Shame Parade: Bugarin + Castle's Scotland + Venice exhibition
At the Venice Biennale, Bugarin + Castle's Scotland + Venice pavilion reverberates against rising transphobia, reimagining cross-cultural traditions of public shaming through sound, sculpture and spectacle
Tucked within San Pietro di Castello, an otherwise unassuming doorway draws visitors into the Scotland + Venice pavilion through a narrow corridor – as if passing through a portal – that opens onto a garden and the gallery beyond. A haunting sonic landscape of breathing, heaving, gulping, and swallowing reverberates through the passage, building a sense of anticipation before arriving at the exhibition itself. There is something about a pull inward: an auditory, visual and spatial beckoning that draws the viewer deeper into the space, another timeline, or another state of perception.
Marking Scotland’s return to the 61st Venice Biennale after a four-year hiatus, the 2026 Scottish Pavilion presents Shame Parade by Glasgow-based queer and trans artist-duo Davide Bugarin and Angel Cohn Castle, who first began collaborating over a decade ago through Castle’s cabaret company Pollyanna. This year, the Pavilion is curated by Morven Gregor and presented by Mount Stuart Trust.

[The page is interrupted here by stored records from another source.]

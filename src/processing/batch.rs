//! Assign one route label to many records at once.

use std::collections::BTreeSet;

use crate::types::DeliveryRecord;

/// Returns a copy of `records` with `route` set on every selected index.
///
/// An empty `route` or an empty selection returns the input unchanged. Out-of-range indices are
/// ignored. No other field is touched, so no metric recomputation happens.
pub fn apply_route(
    records: &[DeliveryRecord],
    selected: &BTreeSet<usize>,
    route: &str,
) -> Vec<DeliveryRecord> {
    let mut out = records.to_vec();
    apply_route_in_place(&mut out, selected, route);
    out
}

/// In-place variant of [`apply_route`]. Returns the number of records changed.
pub fn apply_route_in_place(
    records: &mut [DeliveryRecord],
    selected: &BTreeSet<usize>,
    route: &str,
) -> usize {
    if route.is_empty() || selected.is_empty() {
        return 0;
    }

    let mut changed = 0;
    for &idx in selected {
        if let Some(record) = records.get_mut(idx) {
            record.route = route.to_string();
            changed += 1;
        }
    }
    changed
}

#[cfg(test)]
mod tests {
    use super::*;
    use crate::types::Region;

    fn sample() -> Vec<DeliveryRecord> {
        ["Ana", "Bia", "Caio", "Duda"]
            .into_iter()
            .map(|n| DeliveryRecord::unreported("17/10/2026", n, "10", Some(Region::Sp)))
            .collect()
    }

    #[test]
    fn only_selected_routes_change() {
        let input = sample();
        let selected: BTreeSet<usize> = [0, 2].into_iter().collect();
        let out = apply_route(&input, &selected, "R-15");

        assert_eq!(out[0].route(), "R-15");
        assert_eq!(out[2].route(), "R-15");
        assert_eq!(out[1], input[1]);
        assert_eq!(out[3], input[3]);
        for i in [0, 2] {
            assert_eq!(out[i].driver_name(), input[i].driver_name());
            assert_eq!(out[i].pending(), input[i].pending());
        }
        // Original unchanged
        assert_eq!(input[0].route(), "");
    }

    #[test]
    fn empty_route_or_selection_is_a_no_op() {
        let input = sample();
        let selected: BTreeSet<usize> = [1].into_iter().collect();
        assert_eq!(apply_route(&input, &selected, ""), input);
        assert_eq!(apply_route(&input, &BTreeSet::new(), "R-1"), input);
    }

    #[test]
    fn out_of_range_indices_are_ignored() {
        let mut records = sample();
        let selected: BTreeSet<usize> = [3, 4, 99].into_iter().collect();
        let changed = apply_route_in_place(&mut records, &selected, "R-2");
        assert_eq!(changed, 1);
        assert_eq!(records[3].route(), "R-2");
        assert_eq!(records.len(), 4);
    }
}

Using sound, spatiality and performance to explore how identity and memory move through changing structures of control, the exhibition takes its title from the historical European practices of 'charivari', 'rough music', and 'scampanate', alongside post-Reformation Scottish traditions of public shaming, in which people accused of moral or social transgressions were publicly mocked and ridiculed through parades, effigies, impersonation, and the historical use of cross-dressing – spectacles used to enforce social conformity. Shame Parade reimagines these histories in relation to the hostility faced by trans communities, considering how shame operates today, while also acknowledging its layered relationship with drag, cabaret, queer culture and trans identity. Sound and spectacle extends into the exhibition’s approach as well, drawing on theatrical excess, glossy surfaces and camp aesthetics.

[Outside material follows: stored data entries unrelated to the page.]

//! JSON row source.
//!
//! Supported inputs:
//! - A JSON array of objects: `[{"Relatório":"Agente: Ana"}, ...]`
//! - Newline-delimited JSON (NDJSON): one object per line
//!
//! Object key order is the column order. Strings are taken as-is, other scalars are rendered as
//! JSON text and `null` becomes an empty cell.

use std::fs;
use std::path::Path;

use crate::error::{IngestionError, IngestionResult};
use crate::types::{DeliveryRecord, TabularRow};

use super::report::{parse_report, ReportOptions};

/// Ingest a JSON report export into driver records.
pub fn ingest_json_from_path(path: impl AsRef<Path>, options: &ReportOptions) -> IngestionResult<Vec<DeliveryRecord>> {
    let text = fs::read_to_string(path)?;
    ingest_json_from_str(&text, options)
}

/// Ingest JSON report text into driver records.
pub fn ingest_json_from_str(input: &str, options: &ReportOptions) -> IngestionResult<Vec<DeliveryRecord>> {
    let rows = read_json_rows_from_str(input, options)?;
    Ok(parse_report(&rows, options))
}

/// Decode JSON text into labelled rows without interpreting them.
pub fn read_json_rows_from_str(input: &str, options: &ReportOptions) -> IngestionResult<Vec<TabularRow>> {
    let trimmed = input.trim();
    if trimmed.is_empty() {
        return Err(IngestionError::NotTabular {
            message: "json input is empty".to_string(),
        });
    }

    // First try parsing as a single JSON value (array or object).
    let values = if let Ok(v) = serde_json::from_str::<serde_json::Value>(trimmed) {
        match v {
            serde_json::Value::Array(items) => items,
            serde_json::Value::Object(_) => vec![v],
            _ => {
                return Err(IngestionError::NotTabular {
                    message: "json must be an object, an array of objects, or NDJSON".to_string(),
                });
            }
        }
    } else {
        // Fall back to NDJSON.
        let mut values = Vec::new();
        for (i, line) in trimmed.lines().enumerate() {
            let line = line.trim();
            if line.is_empty() {
                continue;
            }
            let v = serde_json::from_str::<serde_json::Value>(line).map_err(|e| IngestionError::NotTabular {
                message: format!("invalid ndjson at line {}: {}", i + 1, e),
            })?;
            values.push(v);
        }
        values
    };

    let rows = json_values_to_rows(&values)?;
    if let Some(col) = &options.column {
        let found = rows.iter().any(|r| r.get(col).is_some());
        if !rows.is_empty() && !found {
            return Err(IngestionError::NotTabular {
                message: format!("missing report column '{col}' in every row"),
            });
        }
    }
    Ok(rows)
}

fn json_values_to_rows(values: &[serde_json::Value]) -> IngestionResult<Vec<TabularRow>> {
    let mut rows: Vec<TabularRow> = Vec::with_capacity(values.len());
    for (idx0, v) in values.iter().enumerate() {
        let obj = v.as_object().ok_or_else(|| IngestionError::NotTabular {
            message: format!("row {} is not a json object", idx0 + 1),
        })?;
        rows.push(obj.iter().map(|(k, v)| (k.clone(), cell_text(v))).collect());
    }
    Ok(rows)
}

fn cell_text(v: &serde_json::Value) -> String {
    match v {
        serde_json::Value::Null => String::new(),
        serde_json::Value::String(s) => s.clone(),
        other => other.to_string(),
    }
}

#[cfg(test)]
mod tests {
    use super::*;

    #[test]
    fn scalars_are_rendered_as_text() {
        let rows = read_json_rows_from_str(
            r#"[{"a":"Serviços: 3","b":12,"c":true,"d":null}]"#,
            &ReportOptions::default(),
        )
        .unwrap();
        assert_eq!(rows[0].get("a"), Some("Serviços: 3"));
        assert_eq!(rows[0].get("b"), Some("12"));
        assert_eq!(rows[0].get("c"), Some("true"));
        assert_eq!(rows[0].get("d"), Some(""));
    }

    #[test]
    fn key_order_is_column_order() {
        let rows = read_json_rows_from_str(r#"{"z":"Agente: Ana","a":"x"}"#, &ReportOptions::default()).unwrap();
        assert_eq!(rows[0].first_label(), Some("z"));
    }

    #[test]
    fn non_object_rows_are_not_tabular() {
        let err = read_json_rows_from_str("[1, 2]", &ReportOptions::default()).unwrap_err();
        assert!(err.to_string().contains("row 1 is not a json object"));
        let err = read_json_rows_from_str("\"text\"", &ReportOptions::default()).unwrap_err();
        assert!(matches!(err, IngestionError::NotTabular { .. }));
    }

    #[test]
    fn empty_array_is_an_empty_ingestion() {
        let out = ingest_json_from_str("[]", &ReportOptions::default()).unwrap();
        assert!(out.is_empty());
    }
}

A sense of distortion and disorientation runs throughout the exhibition through both imagery and architecture. Rooms bleed into one another physically and optically, pulling viewers through three-dimensional perspectives and disjointed encounters, producing a feeling at once interior and exterior, architectural, anatomical, and mechanical. In the first room, blue tarpaulin wraps around spalling brick walls, held in place by wooden stretcher frames that partially expose silver corrugated panels beneath. Vases of artificial plastic flowers are placed against these harsher surfaces, suggestive of vulnerable interiors of temporary shelters and shanty dwellings.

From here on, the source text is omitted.